Кондуктор скептически оглядела её заношенное пальто:
- Ишь ты! Начальство значит! Женатый?
Ольга Петровна кивнула.
- А у них-то чо, не прижилась? С невесткой повздорили? Молодые теперь такие, слова им не скажи.
На остановке у рынка в передние двери ввалились горластые тётки с мешками. За их спинами прошмыгнули двое подростков в одинаковых не по росту коротких бушлатиках, из которых чуть не по локоть торчали красные обветренные руки. Тётки протопали за билетами, но, не обращая на них внимания, кондуктор крикнула:
- А ну, вон отседова, - и, неожиданно резво подбежав к мальчишкам, ухватила обоих за шиворот и вытолкнула на улицу.
- Шпана детдомовская, щипачи малолетние, по карманам промышляют, я их давно заприметила, да в толкучке-то разве уследишь? Вон давеча у гражданочки кошелек из ридикюля вырезали. Ты смотри - не зевай, а то запросто обчистят.

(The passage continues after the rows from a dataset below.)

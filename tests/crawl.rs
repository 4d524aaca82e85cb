//! End-to-end crawl scenarios against a scripted API.

mod common;

use std::sync::atomic::Ordering;
use std::time::Duration;

use tempfile::TempDir;
use tokio_util::sync::CancellationToken;

use common::FakeApi;
use echomap::cache::MetadataCache;
use echomap::checkpoint::{CheckpointStore, ControlMeta, LoadOutcome};
use echomap::config::CollectionMode;
use echomap::crawler::{CrawlConfig, Crawler, ExitReason};
use echomap::graph::SampleGraph;

fn crawl_config(max_requests: u32, max_depth: u32) -> CrawlConfig {
    CrawlConfig {
        max_requests,
        max_depth,
        max_runtime: Duration::from_secs(3600),
        save_interval: 10,
        ..CrawlConfig::default()
    }
}

fn load(dir: &TempDir) -> echomap::checkpoint::CheckpointState {
    match CheckpointStore::new(dir.path()).load().unwrap() {
        LoadOutcome::Loaded(state) => *state,
        LoadOutcome::Fresh => panic!("expected a checkpoint after the run"),
    }
}

/// Seed a checkpoint whose queue holds `pending` at `depth`, with
/// `processed` already-collected samples in graph and cache.
fn seed_checkpoint(
    dir: &TempDir,
    processed: &[i64],
    pending: &[(f64, i64, u32)],
) {
    let store = CheckpointStore::new(dir.path());
    let mut graph = SampleGraph::new();
    let mut cache = MetadataCache::open(&store.db_path()).unwrap();
    let mut control = ControlMeta::empty();

    for &id in processed {
        graph.add_node(id);
        cache.set(FakeApi::record(id)).unwrap();
    }
    control.processed_ids = processed.to_vec();
    control.priority_queue = pending.to_vec();
    store.save(&graph, &mut cache, &mut control).unwrap();
}

#[tokio::test]
async fn cold_start_seeds_and_expands() {
    let api = FakeApi::new();
    *api.most_downloaded.lock().unwrap() = Some(2523);

    let mut seed = FakeApi::record(2523);
    seed.num_downloads = 100_000;
    seed.pack = Some("91".into());
    api.add_sample(seed.clone());
    api.add_sample(FakeApi::record(300));
    api.add_sample(FakeApi::record(400));
    api.add_similar(2523, vec![(FakeApi::record(300), 0.9), (FakeApi::record(400), 0.7)]);

    let dir = TempDir::new().unwrap();
    let crawler = Crawler::new(&api, CheckpointStore::new(dir.path()), crawl_config(10, 1));
    let summary = crawler.run(&CancellationToken::new()).await.unwrap();

    assert!(summary.nodes_added >= 2, "seed plus at least one similar");
    assert!(summary.edges_added >= 1);
    assert!((2..=10).contains(&summary.api_requests));
    assert_eq!(api.seed_calls.load(Ordering::SeqCst), 1);

    let state = load(&dir);
    assert!(state.graph.node_count() >= 2);
    assert!(state.graph.has_node(2523));
    assert!(state.control.processed_ids.contains(&2523));
    assert!(state.control.edges >= 1);
    assert!(state.cache.get(2523).unwrap().unwrap().collected_at.is_some());
}

#[tokio::test]
async fn seed_lookup_failure_falls_back() {
    let api = FakeApi::new();
    *api.most_downloaded.lock().unwrap() = None; // search fails
    api.add_sample(FakeApi::record(2523));

    let dir = TempDir::new().unwrap();
    let crawler = Crawler::new(&api, CheckpointStore::new(dir.path()), crawl_config(10, 0));
    crawler.run(&CancellationToken::new()).await.unwrap();

    let state = load(&dir);
    assert!(state.graph.has_node(2523), "fallback seed collected");
}

#[tokio::test]
async fn resume_processes_exactly_budget_in_priority_order() {
    let dir = TempDir::new().unwrap();
    let processed: Vec<i64> = (1000..1010).collect();
    // Pending entries at max_depth, so each pop costs exactly one request.
    let pending: Vec<(f64, i64, u32)> = (1..=50)
        .map(|i| (i as f64, 2000 + i as i64, 2))
        .collect();
    seed_checkpoint(&dir, &processed, &pending);

    let api = FakeApi::new();
    for &(_, id, _) in &pending {
        api.add_sample(FakeApi::record(id));
    }

    let config = crawl_config(5, 2);
    let crawler = Crawler::new(&api, CheckpointStore::new(dir.path()), config);
    let summary = crawler.run(&CancellationToken::new()).await.unwrap();

    assert_eq!(summary.reason, ExitReason::BudgetExhausted);
    assert_eq!(summary.api_requests, 5);
    assert_eq!(api.seed_calls.load(Ordering::SeqCst), 0, "resume never seeds");

    let state = load(&dir);
    assert_eq!(state.control.processed_ids.len(), processed.len() + 5);
    // The five highest-priority pending entries were taken, best first.
    for id in [2050, 2049, 2048, 2047, 2046] {
        assert!(state.control.processed_ids.contains(&id));
    }
    assert_eq!(state.control.priority_queue.len(), 45);
    assert_eq!(state.control.session_request_count, 5);
}

#[tokio::test]
async fn budget_exhaustion_is_clean_and_never_overspends() {
    let dir = TempDir::new().unwrap();
    let pending: Vec<(f64, i64, u32)> = (1..=30).map(|i| (i as f64, i as i64, 3)).collect();
    seed_checkpoint(&dir, &[500], &pending);

    let api = FakeApi::new();
    for &(_, id, _) in &pending {
        api.add_sample(FakeApi::record(id));
    }

    let crawler = Crawler::new(&api, CheckpointStore::new(dir.path()), crawl_config(7, 3));
    let summary = crawler.run(&CancellationToken::new()).await.unwrap();

    assert_eq!(summary.reason, ExitReason::BudgetExhausted);
    assert_eq!(summary.api_requests, 7);
    // Not one call more than the budget.
    assert_eq!(api.total_calls(), 7);

    // A metrics record was appended.
    let metrics = std::fs::read_to_string(dir.path().join("metrics_history.jsonl")).unwrap();
    let line: serde_json::Value =
        serde_json::from_str(metrics.lines().last().unwrap()).unwrap();
    assert_eq!(line["api_requests"], serde_json::json!(7));
    assert!(line["timestamp"].is_string());
}

#[tokio::test]
async fn empty_queue_on_nonempty_checkpoint_ends_clean() {
    let dir = TempDir::new().unwrap();
    seed_checkpoint(&dir, &[1, 2, 3], &[]);

    let api = FakeApi::new();
    let crawler = Crawler::new(&api, CheckpointStore::new(dir.path()), crawl_config(100, 3));
    let summary = crawler.run(&CancellationToken::new()).await.unwrap();

    assert_eq!(summary.reason, ExitReason::QueueEmpty);
    assert_eq!(summary.nodes_added, 0);
    assert_eq!(api.total_calls(), 0);
    assert_eq!(load(&dir).graph.node_count(), 3);
}

#[tokio::test]
async fn transient_failure_re_enqueues_without_processing() {
    let dir = TempDir::new().unwrap();
    seed_checkpoint(&dir, &[900], &[(4.0, 77, 3)]);

    let api = FakeApi::new();
    api.add_sample(FakeApi::record(77));
    api.flaky.lock().unwrap().insert(77, u32::MAX); // never recovers

    let crawler = Crawler::new(&api, CheckpointStore::new(dir.path()), crawl_config(3, 3));
    let summary = crawler.run(&CancellationToken::new()).await.unwrap();

    assert_eq!(summary.reason, ExitReason::BudgetExhausted);
    let state = load(&dir);
    assert!(!state.control.processed_ids.contains(&77));
    // Still pending at its original priority for the next session.
    assert_eq!(state.control.priority_queue, vec![(4.0, 77, 3)]);
    assert!(!state.graph.has_node(77));
}

#[tokio::test]
async fn transient_then_success_collects_the_sample() {
    let dir = TempDir::new().unwrap();
    seed_checkpoint(&dir, &[900], &[(4.0, 78, 3)]);

    let api = FakeApi::new();
    api.add_sample(FakeApi::record(78));
    api.flaky.lock().unwrap().insert(78, 1); // one failure, then fine

    let crawler = Crawler::new(&api, CheckpointStore::new(dir.path()), crawl_config(5, 3));
    crawler.run(&CancellationToken::new()).await.unwrap();

    let state = load(&dir);
    assert!(state.control.processed_ids.contains(&78));
    assert!(state.graph.has_node(78));
}

#[tokio::test]
async fn zero_filesize_sample_is_rejected_but_marked_processed() {
    let dir = TempDir::new().unwrap();
    seed_checkpoint(&dir, &[900], &[(4.0, 66, 3)]);

    let api = FakeApi::new();
    let mut broken = FakeApi::record(66);
    broken.filesize = 0;
    api.add_sample(broken);

    let crawler = Crawler::new(&api, CheckpointStore::new(dir.path()), crawl_config(5, 3));
    crawler.run(&CancellationToken::new()).await.unwrap();

    let state = load(&dir);
    assert!(state.control.processed_ids.contains(&66));
    assert!(!state.graph.has_node(66));
    assert!(state.cache.get(66).unwrap().is_none());
}

#[tokio::test]
async fn co_membership_edges_link_existing_nodes_only() {
    let dir = TempDir::new().unwrap();
    // 111 shares a pack with the already-collected 110.
    let store = CheckpointStore::new(dir.path());
    let mut graph = SampleGraph::new();
    let mut cache = MetadataCache::open(&store.db_path()).unwrap();
    let mut control = ControlMeta::empty();
    let mut existing = FakeApi::record(110);
    existing.pack = Some("alpha".into());
    graph.add_node(110);
    cache.set(existing).unwrap();
    control.processed_ids = vec![110];
    control.priority_queue = vec![(1.0, 111, 3)];
    store.save(&graph, &mut cache, &mut control).unwrap();

    let api = FakeApi::new();
    let mut incoming = FakeApi::record(111);
    incoming.pack = Some("alpha".into());
    // Same pack as a sample that is NOT in the graph: no edge, no node.
    incoming.username = "stranger".into();
    api.add_sample(incoming);

    let crawler = Crawler::new(&api, CheckpointStore::new(dir.path()), crawl_config(5, 3));
    let summary = crawler.run(&CancellationToken::new()).await.unwrap();

    assert_eq!(summary.edges_added, 1, "one same_pack edge to node 110");
    let state = load(&dir);
    assert_eq!(state.graph.edge_count(), 1);
    let neighbors: Vec<_> = state.graph.neighbors(111).collect();
    assert_eq!(neighbors, vec![110]);
}

#[tokio::test]
async fn similar_expansion_respects_depth_budget() {
    let api = FakeApi::new();
    *api.most_downloaded.lock().unwrap() = Some(1);
    api.add_sample(FakeApi::record(1));
    api.add_sample(FakeApi::record(2));
    api.add_sample(FakeApi::record(3));
    api.add_similar(1, vec![(FakeApi::record(2), 0.9)]);
    api.add_similar(2, vec![(FakeApi::record(3), 0.8)]);

    let dir = TempDir::new().unwrap();
    // max_depth 1: the seed expands, its similars do not.
    let crawler = Crawler::new(&api, CheckpointStore::new(dir.path()), crawl_config(50, 1));
    let summary = crawler.run(&CancellationToken::new()).await.unwrap();

    assert_eq!(summary.reason, ExitReason::QueueEmpty);
    assert_eq!(api.similar_calls.load(Ordering::SeqCst), 1);
    let state = load(&dir);
    assert!(state.graph.has_node(2));
    assert!(!state.graph.has_node(3), "depth 2 never expanded");
}

#[tokio::test]
async fn runs_against_dead_api_leave_identical_state() {
    let dir = TempDir::new().unwrap();
    seed_checkpoint(&dir, &[1, 2], &[(9.0, 10, 3), (8.0, 11, 3)]);

    let api = FakeApi::new();
    api.flaky.lock().unwrap().insert(10, u32::MAX);
    api.flaky.lock().unwrap().insert(11, u32::MAX);

    let snapshot = |dir: &TempDir| {
        let state = load(dir);
        (
            state.graph.node_count(),
            state.graph.edge_count(),
            state.control.processed_ids.clone(),
            state.control.priority_queue.clone(),
        )
    };

    let crawler = Crawler::new(&api, CheckpointStore::new(dir.path()), crawl_config(4, 3));
    crawler.run(&CancellationToken::new()).await.unwrap();
    let first = snapshot(&dir);

    let crawler = Crawler::new(&api, CheckpointStore::new(dir.path()), crawl_config(4, 3));
    crawler.run(&CancellationToken::new()).await.unwrap();
    let second = snapshot(&dir);

    assert_eq!(first, second);
}

#[tokio::test]
async fn queue_empty_mode_drains_the_queue() {
    let dir = TempDir::new().unwrap();
    let pending: Vec<(f64, i64, u32)> = (1..=8).map(|i| (i as f64, i as i64, 3)).collect();
    seed_checkpoint(&dir, &[100], &pending);

    let api = FakeApi::new();
    for &(_, id, _) in &pending {
        api.add_sample(FakeApi::record(id));
    }

    let config = CrawlConfig {
        collection_mode: CollectionMode::QueueEmpty,
        // Would stop after 2 in limit mode; queue_empty ignores it.
        max_requests: 2,
        ..crawl_config(2, 3)
    };
    let crawler = Crawler::new(&api, CheckpointStore::new(dir.path()), config);
    let summary = crawler.run(&CancellationToken::new()).await.unwrap();

    assert_eq!(summary.reason, ExitReason::QueueEmpty);
    assert_eq!(load(&dir).control.priority_queue.len(), 0);
    assert_eq!(summary.nodes_added, 8);
}

#[tokio::test]
async fn cancellation_saves_and_exits() {
    let dir = TempDir::new().unwrap();
    let pending: Vec<(f64, i64, u32)> = (1..=5).map(|i| (i as f64, i as i64, 3)).collect();
    seed_checkpoint(&dir, &[100], &pending);

    let api = FakeApi::new();
    let cancel = CancellationToken::new();
    cancel.cancel();

    let crawler = Crawler::new(&api, CheckpointStore::new(dir.path()), crawl_config(50, 3));
    let summary = crawler.run(&cancel).await.unwrap();

    assert_eq!(summary.reason, ExitReason::Cancelled);
    assert_eq!(api.total_calls(), 0);
    // Checkpoint still saved on the way out.
    assert_eq!(load(&dir).control.priority_queue.len(), 5);
}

Ольга Петровна тревожно ощупала место на груди, куда перед отъездом зашила сбережения вместе со справкой о реабилитации, и присела к окну, за которым в белёсом тумане плыл бесконечный заводской забор. "Как у нас", - подумала она, но ноги увязли в снегу, дыхание сбилось, забор с колючей проволокой помчался вслед, с вышек в спину вперились жерла прожекторов и автоматные дула… но, кто-то с силой тряхнул за плечо, и сквозь стук крови в ушах, она услышала: "Да просыпайся же ты наконец, следующая твоя остановка".

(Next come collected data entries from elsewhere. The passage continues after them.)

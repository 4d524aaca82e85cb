//! Duplicate-aware max-heap driving crawl order.
//!
//! Entries beyond the current crawl horizon are never pruned; the full
//! queue is snapshotted into control metadata and becomes the resumption
//! point of the next session.

use std::cmp::Ordering;
use std::collections::{BinaryHeap, HashSet};

use crate::SampleId;

#[derive(Debug, Clone, Copy, PartialEq)]
pub struct QueueEntry {
    pub score: f64,
    pub id: SampleId,
    pub depth: u32,
}

impl Eq for QueueEntry {}

impl Ord for QueueEntry {
    fn cmp(&self, other: &Self) -> Ordering {
        // Higher score pops first; ties break toward the smaller ID so pop
        // order is deterministic across runs.
        self.score
            .total_cmp(&other.score)
            .then_with(|| other.id.cmp(&self.id))
            .then_with(|| other.depth.cmp(&self.depth))
    }
}

impl PartialOrd for QueueEntry {
    fn partial_cmp(&self, other: &Self) -> Option<Ordering> {
        Some(self.cmp(other))
    }
}

#[derive(Default)]
pub struct CrawlQueue {
    heap: BinaryHeap<QueueEntry>,
    enqueued: HashSet<SampleId>,
}

impl CrawlQueue {
    pub fn new() -> Self {
        Self::default()
    }

    /// Enqueue unless the ID is already pending. Returns true on insert.
    pub fn push(&mut self, score: f64, id: SampleId, depth: u32) -> bool {
        if !self.enqueued.insert(id) {
            return false;
        }
        self.heap.push(QueueEntry { score, id, depth });
        true
    }

    /// Pop the highest-priority entry. The ID becomes enqueueable again;
    /// callers re-push on transient fetch failure.
    pub fn pop(&mut self) -> Option<QueueEntry> {
        let entry = self.heap.pop()?;
        self.enqueued.remove(&entry.id);
        Some(entry)
    }

    pub fn contains(&self, id: SampleId) -> bool {
        self.enqueued.contains(&id)
    }

    pub fn len(&self) -> usize {
        self.heap.len()
    }

    pub fn is_empty(&self) -> bool {
        self.heap.is_empty()
    }

    /// Deterministic snapshot for control metadata, best-first.
    pub fn snapshot(&self) -> Vec<(f64, SampleId, u32)> {
        let mut entries: Vec<QueueEntry> = self.heap.iter().copied().collect();
        entries.sort_unstable_by(|a, b| b.cmp(a));
        entries.into_iter().map(|e| (e.score, e.id, e.depth)).collect()
    }

    pub fn restore(entries: &[(f64, SampleId, u32)]) -> Self {
        let mut queue = Self::new();
        for &(score, id, depth) in entries {
            queue.push(score, id, depth);
        }
        queue
    }
}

Трамвай отгремел. Щурясь от утреннего света, Ольга Петровна огляделась: два ряда уходящих в перспективу кирпичных домов, линялые вывески, ручьи очередей к дверям ещё не открывшихся магазинов. Вдоль рельсов из осевших, рябых сугробов росли фонарные столбы, торчали хилые саженцы. Перейдя по лужам через пути, у крайней старушки в очереди за хлебом она спросила:
- Простите, не подскажете: как пройти на улицу Первой Конной?

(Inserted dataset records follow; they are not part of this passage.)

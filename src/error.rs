use std::path::PathBuf;

use thiserror::Error;

#[derive(Debug, Error)]
pub enum EchomapError {
    #[error("auth failed against upstream API: {0}")]
    AuthFailed(String),

    #[error("checkpoint unusable: {}", problems.join("; "))]
    CheckpointCorrupt { problems: Vec<String> },

    #[error("topology file invalid: {0}")]
    Topology(String),

    #[error("archive invalid: {0}")]
    Archive(String),

    #[error("legacy checkpoint migration failed: {0}")]
    Migration(String),

    #[error("configuration error: {0}")]
    Config(String),

    #[error("metadata cache error: {0}")]
    Cache(#[from] rusqlite::Error),

    #[error("request error: {0}")]
    Request(#[from] reqwest::Error),

    #[error("io error on {path}: {source}")]
    Io {
        path: PathBuf,
        #[source]
        source: std::io::Error,
    },

    #[error("json error: {0}")]
    Json(#[from] serde_json::Error),

    #[error("{0}")]
    Other(String),
}

impl EchomapError {
    pub fn io(path: impl Into<PathBuf>, source: std::io::Error) -> Self {
        Self::Io {
            path: path.into(),
            source,
        }
    }

    pub fn corrupt(problems: Vec<String>) -> Self {
        Self::CheckpointCorrupt { problems }
    }

    /// True for failures that must terminate the run with a non-zero exit
    /// code (invalid credentials, unusable checkpoint, filesystem damage).
    /// Per-sample API trouble never reaches this type; it is absorbed as a
    /// `FetchOutcome` value at the call site.
    pub fn is_fatal(&self) -> bool {
        !matches!(self, Self::Request(_))
    }
}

- За что ж прощать? Ты у меня ничего, кажись, не украла. Первой Конной… Это что ж - бывшая Купецкая? Тута она, через два квартала, прямо пойдёшь, а там свернёшь налево, токо она теперь не Первой Конной, а Вторая Советская. Там теперя усё перерыли - какую-то, слышь, полуклинику строят. Раскрасневшись от нетерпения, Ольга Петровна добежала до нужного поворота, на фонарном столбе увидела указатель "Вторая Советская", но улицы не было: на разбитой мостовой застрял в колдобине грузовик, за двумя параллельными заборами бухала стройка, тянулся узенький тротуарчик. Стоило ступить на его прогнившие доски - из-под буксующих колёс обдало грязной жижей. Утеревшись рукавом, Ольга Петровна поспешила вперед, хотя уже понимала, что ни города в котором она жила, ни улицы, которую любила, ни дома, к которому столько лет стремилась давно не существует. Окружающее напоминало сон, сон вспоминался уже как реальность. Много лет он приходил к ней на рассвете. Вдоль заснеженных палисадников, мимо дремлющих подслеповатых особнячков она бежала домой. Надо было спешить: вот-вот из-за поворота вывернет бесшумная тень тюремной "маруси" и тогда... Ольга Петровна оглядывалась, но ничего, кроме накатанной белой дороги ни сзади, ни впереди не видела, и, замирая от предвкушения счастья, она бежала по ней, бежала… пока не вздрагивала, разбуженная басом барачной старосты: "Подъём, бабы, первый развод, подъём".
У ворот перед въездом на стройку разлилась огромная, как море, бурая лужа, тротуарчик кончился, надо было возвращаться, но, шагнув в воду, Ольга Петровна побрела дальше, пока в открывшемся между заборами проёме вдруг не увидела свой дом. Стиснутый с обеих сторон новостройками он казался низеньким, дряхлым, от деревьев во дворе остались лишь столбы с верёвками.
- Вы к кому, гражданочка?
Окликнула ее качавшая коляску молодая женщина в тулупе. Неподалёку возился в сугробе шестилетний малыш.
- Я? - голос Ольги Петровны сорвался, - я когда-то в этом доме жила. Вот посмотреть пришла.
- Чо ж смотреть? Развалюха, на ладан дышит, третий год на слом поставили, ни газа, ни воды.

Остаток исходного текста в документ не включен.